As I hinted in a recent post, things are seemingly not going to plan in this year’s recruitment round for teacher preparation courses. If they were, then today’s announcement from the NCTL would not have appeared offering as it does additional places to providers with courses that are full. http://www.emcsrv.com/prolog/NCTL/Additional-HEI-places-available-for-2014-guide.pdf What is interesting is not so much the list of secondary subjects reproduced below, but the fact that places are also still up for grabs for non-specialist primary trainees.
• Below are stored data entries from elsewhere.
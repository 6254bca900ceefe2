use dashmap::DashMap;
use tidecord_models::Snowflake;
use tidecord_voice::VoiceSessionInfo;

#[derive(Debug, Default, Clone)]
struct PendingVoice {
    session_id: Option<String>,
    token: Option<String>,
    endpoint: Option<String>,
}

/// Correlates our own `VOICE_STATE_UPDATE` and `VOICE_SERVER_UPDATE` events
/// per guild. They arrive in either order; connection details are handed out
/// only once both have been seen.
///
/// Records are kept after completion so a later server move (a new
/// `VOICE_SERVER_UPDATE`) yields updated details straight away.
#[derive(Debug, Default)]
pub struct VoiceLink {
    pending: DashMap<Snowflake, PendingVoice>,
}

impl VoiceLink {
    pub fn new() -> Self {
        Self::default()
    }

    pub fn state_update(
        &self,
        guild_id: Snowflake,
        user_id: Snowflake,
        session_id: String,
    ) -> Option<VoiceSessionInfo> {
        let mut entry = self.pending.entry(guild_id).or_default();
        entry.session_id = Some(session_id);
        complete(&entry, guild_id, user_id)
    }

    pub fn server_update(
        &self,
        guild_id: Snowflake,
        user_id: Snowflake,
        token: String,
        endpoint: String,
    ) -> Option<VoiceSessionInfo> {
        let mut entry = self.pending.entry(guild_id).or_default();
        entry.token = Some(token);
        entry.endpoint = Some(endpoint);
        complete(&entry, guild_id, user_id)
    }

    pub fn forget(&self, guild_id: Snowflake) {
        self.pending.remove(&guild_id);
    }

    pub fn clear(&self) {
        self.pending.clear();
    }
}

fn complete(pending: &PendingVoice, guild_id: Snowflake, user_id: Snowflake) -> Option<VoiceSessionInfo> {
    Some(VoiceSessionInfo {
        endpoint: pending.endpoint.clone()?,
        token: pending.token.clone()?,
        session_id: pending.session_id.clone()?,
        server_id: guild_id,
        user_id,
    })
}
According to the NCTL places are available in the following subjects:
- biology
- citizenship
- classics
- computer science
- design & technology
- engineering
- geography
- health and social care
- modern languages
- music
- religious education
- primary mathematics specialist and
- all non-specialist primary
And the NCTL will continue to allocate places on request for all physics and maths courses, as it has done all year.
It remains to be seen how responsive schools and universities will be at this stage of the year to the invitation to top up courses that are full.
What this move by the NCTL will mean for the regional distribution of places is not clear. In the case of geography, often a bellwether subject in terms of charting recruitment challenges, most regions of England have six or seven schools showing no vacancies today on the UCAS web site and would thus be eligible to take on more places. Helpfully, there are nine such schools in London, and 12 in the south East where teachers are often needed in greater numbers.
Two of the four universities that would be allowed to recruit more trainees are in the North East, where there appear to be no schools with their full allocation. The other two universities that could bid for more places are one each in London and the South East according to the UCAS public site.
It is surprisingly to see primary places being offered in June as historically almost all courses are fully recruited by now; many with waiting lists.
What the announcement does to the government’s intention to transfer more training to schools will not become clear until the autumn, when it will become clear how many places have been taken up, and by what providers. If these places need to be filled, and are not, then next summer some schools may struggle to recruit new teachers in a wider range of subjects than I was predicting only a couple of weeks ago.